Hal ini diungkapkan Sri Mulyani usai melakukan rapat terbatas dengan Presiden Joko Widodo dan seluruh pejabat KSSK, mulai dari Gubernur BI Perry Warjiyo, Kepala LPS Purbaya Yudhi Sadewa, hingga Ketua Dewan Komisioner OJK Mahendra Siregar. 

"Kami sedang menyiapkan berbagai langkah paket kebijakan nanti agar sektor riil tetap terjaga, masyarakat kelas menengah terutama kelompok bawah daya belinya terutama dalam menghadapi El Nino bisa didukung melalui instrumen yang akan segera kita rumuskan," beber Sri Mulyani di Kompleks Istana Kepresidenan, Jakarta Pusat, Senin (23/10/2023). 
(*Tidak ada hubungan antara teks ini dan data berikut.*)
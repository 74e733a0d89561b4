use std::collections::BTreeSet;

use chrono::{DateTime, NaiveDate, Utc};
use serde::{Deserialize, Serialize};
use sqlx::FromRow;

/// Importance assumed when the LLM omitted a score.
pub const DEFAULT_IMPORTANCE: f64 = 0.8;

/// Structured LLM analysis stored in `thesis.ai_summary`.
#[derive(Debug, Clone, Default, PartialEq, Serialize, Deserialize)]
pub struct AiSummary {
    #[serde(default)]
    pub summary: String,
    #[serde(default)]
    pub evaluation: String,
    #[serde(default, skip_serializing_if = "Option::is_none")]
    pub importance: Option<f64>,
    #[serde(default)]
    pub keywords: Vec<String>,
    #[serde(default)]
    pub category: String,
}

impl AiSummary {
    pub fn importance(&self) -> f64 {
        self.importance.unwrap_or(DEFAULT_IMPORTANCE)
    }
}

/// A `thesis` row as read for the digest.
#[derive(Debug, Clone, FromRow)]
pub struct PaperRow {
    pub id: i32,
    pub arxiv_id: String,
    pub title: String,
    pub author: String,
    pub ai_summary: Option<serde_json::Value>,
    pub categories: Vec<String>,
    pub created_at: DateTime<Utc>,
}

/// A summarised paper with its resolved topics, ready for composition.
#[derive(Debug, Clone, PartialEq)]
pub struct DigestPaper {
    pub id: i32,
    pub arxiv_id: String,
    pub title: String,
    pub author: String,
    pub published: NaiveDate,
    pub link: String,
    pub topics: BTreeSet<i32>,
    pub ai: AiSummary,
}

/// Canonical abstract page for an arXiv id; `#` when the id is missing.
pub fn arxiv_link(arxiv_id: &str) -> String {
    if arxiv_id.trim().is_empty() {
        "#".to_string()
    } else {
        format!("https://arxiv.org/abs/{}", arxiv_id.trim())
    }
}

/// A paper still waiting for its AI summary.
#[derive(Debug, Clone, PartialEq, Eq, FromRow)]
pub struct PendingPaper {
    pub id: i32,
    pub arxiv_id: String,
    pub summary: String,
}

/// A crawled paper about to be inserted into `thesis`.
#[derive(Debug, Clone, PartialEq, Eq, Serialize, Deserialize)]
pub struct NewPaper {
    pub arxiv_id: String,
    pub title: String,
    pub author: String,
    pub summary: String,
    pub categories: Vec<String>,
    pub publish_date: Option<NaiveDate>,
}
Untuk merespons kondisi sektor riil agar tetap terjaga, inflasi, nilai tukar maupun stabilitas sistem keuangan semuanya harus terjaga. Dia juga menyinggung akan ada adjustment ataupun penyesuaian dilakukan. 
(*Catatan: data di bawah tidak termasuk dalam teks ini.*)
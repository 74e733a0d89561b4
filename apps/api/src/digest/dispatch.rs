use std::sync::Arc;

use chrono::{NaiveDate, Utc};
use serde::Serialize;
use tracing::{error, info, warn};

use super::compose::{Channel, ContentComposer};
use super::window::{service_date, DigestWindow};
use crate::errors::AppError;
use crate::models::paper::DigestPaper;
use crate::models::user::Subscriber;
use crate::notify::Notifier;
use crate::store::DigestStore;

/// Per-channel outcome for one subscriber. `None` means the channel is not
/// enabled for that user.
#[derive(Debug, Default, Clone, Copy, PartialEq, Eq, Serialize)]
pub struct Delivery {
    pub email: Option<bool>,
    pub chat: Option<bool>,
}

impl Delivery {
    fn outcomes(&self) -> impl Iterator<Item = bool> {
        self.email.into_iter().chain(self.chat)
    }

    pub fn all_succeeded(&self) -> bool {
        self.outcomes().count() > 0 && self.outcomes().all(|ok| ok)
    }

    pub fn any_succeeded(&self) -> bool {
        self.outcomes().any(|ok| ok)
    }

    pub fn message(&self) -> &'static str {
        if self.all_succeeded() {
            "Digest sent successfully"
        } else if self.any_succeeded() {
            "Digest partially sent; check your notification settings"
        } else {
            "Failed to send digest"
        }
    }
}

#[derive(Debug, Default, Clone, Copy, PartialEq, Eq, Serialize)]
pub struct DispatchReport {
    pub papers: usize,
    pub users: usize,
    pub emails_sent: usize,
    pub emails_failed: usize,
    pub chats_sent: usize,
    pub chats_failed: usize,
}

impl DispatchReport {
    fn record(&mut self, delivery: Delivery) {
        match delivery.email {
            Some(true) => self.emails_sent += 1,
            Some(false) => self.emails_failed += 1,
            None => {}
        }
        match delivery.chat {
            Some(true) => self.chats_sent += 1,
            Some(false) => self.chats_failed += 1,
            None => {}
        }
    }
}

pub struct DigestDispatcher {
    store: Arc<dyn DigestStore>,
    composer: ContentComposer,
    email: Arc<dyn Notifier>,
    chat: Arc<dyn Notifier>,
}

impl DigestDispatcher {
    pub fn new(
        store: Arc<dyn DigestStore>,
        composer: ContentComposer,
        email: Arc<dyn Notifier>,
        chat: Arc<dyn Notifier>,
    ) -> Self {
        Self {
            store,
            composer,
            email,
            chat,
        }
    }

    /// Composes and sends on every channel the user enabled. The channels are
    /// independent: a failed email does not stop the chat attempt.
    pub async fn deliver(&self, user: &Subscriber, papers: &[DigestPaper]) -> Delivery {
        let mut channels = Vec::with_capacity(2);
        if user.notification_method.wants_email() {
            channels.push(Channel::Email);
        }
        if user.notification_method.wants_chat() {
            channels.push(Channel::Chat);
        }

        let contents = self.composer.compose_channels(papers, user, &channels).await;
        let mut delivery = Delivery::default();
        for (channel, content) in channels.into_iter().zip(contents) {
            match channel {
                Channel::Email => {
                    delivery.email = Some(self.email.send_research_digest(user, &content).await)
                }
                Channel::Chat => {
                    delivery.chat = Some(self.chat.send_research_digest(user, &content).await)
                }
            }
        }

        delivery
    }

    /// The scheduled job. Never fails; a load error ends the run with an empty report.
    pub async fn run_weekly(&self) -> DispatchReport {
        self.run_for(service_date(Utc::now())).await
    }

    pub async fn run_for(&self, today: NaiveDate) -> DispatchReport {
        let window = DigestWindow::for_dispatch_on(today);
        info!(start = %window.start, end = %window.end, "weekly digest dispatch started");

        let papers = match self.store.recent_papers(window).await {
            Ok(papers) => papers,
            Err(e) => {
                error!(error = %e, "could not load papers for digest");
                return DispatchReport::default();
            }
        };
        let users = match self.store.active_subscribers().await {
            Ok(users) => users,
            Err(e) => {
                error!(error = %e, "could not load subscribers for digest");
                return DispatchReport::default();
            }
        };

        let mut report = DispatchReport {
            papers: papers.len(),
            users: users.len(),
            ..DispatchReport::default()
        };

        for user in &users {
            let delivery = self.deliver(user, &papers).await;
            if !delivery.all_succeeded() {
                warn!(user_id = user.id, ?delivery, "digest not fully delivered");
            }
            report.record(delivery);
        }

        info!(
            papers = report.papers,
            users = report.users,
            emails_sent = report.emails_sent,
            emails_failed = report.emails_failed,
            chats_sent = report.chats_sent,
            chats_failed = report.chats_failed,
            "weekly digest dispatch finished"
        );
        report
    }

    /// Manual trigger from the dashboard: this week's digest for one user,
    /// regardless of the active flag.
    pub async fn send_now(&self, user_id: i32) -> Result<Delivery, AppError> {
        let user = self.store.subscriber(user_id).await?.ok_or_else(|| {
            AppError::NotFound("No subscribed topics; choose at least one topic first".into())
        })?;

        let window = DigestWindow::for_dispatch_on(service_date(Utc::now()));
        let papers = self.store.recent_papers(window).await?;
        let delivery = self.deliver(&user, &papers).await;
        info!(user_id, ?delivery, "manual digest sent");
        Ok(delivery)
    }
}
"Ini akan dilakukan berbagai langkah mengamankan, ada adjustment pasti namun itu adalah di dalam untuk terus menjaga stabilitas dan pertumbuhan ekonomi tetap bisa berjalan secara sustainable," papar Sri Mulyani.

Sejalan dengan program pemerintah, sektor riil atau ekonomi rakyat yang nota bene bergerak di sektor paling pinggir justru diharapkan bisa berkembang menggerakan ekonomi nasional.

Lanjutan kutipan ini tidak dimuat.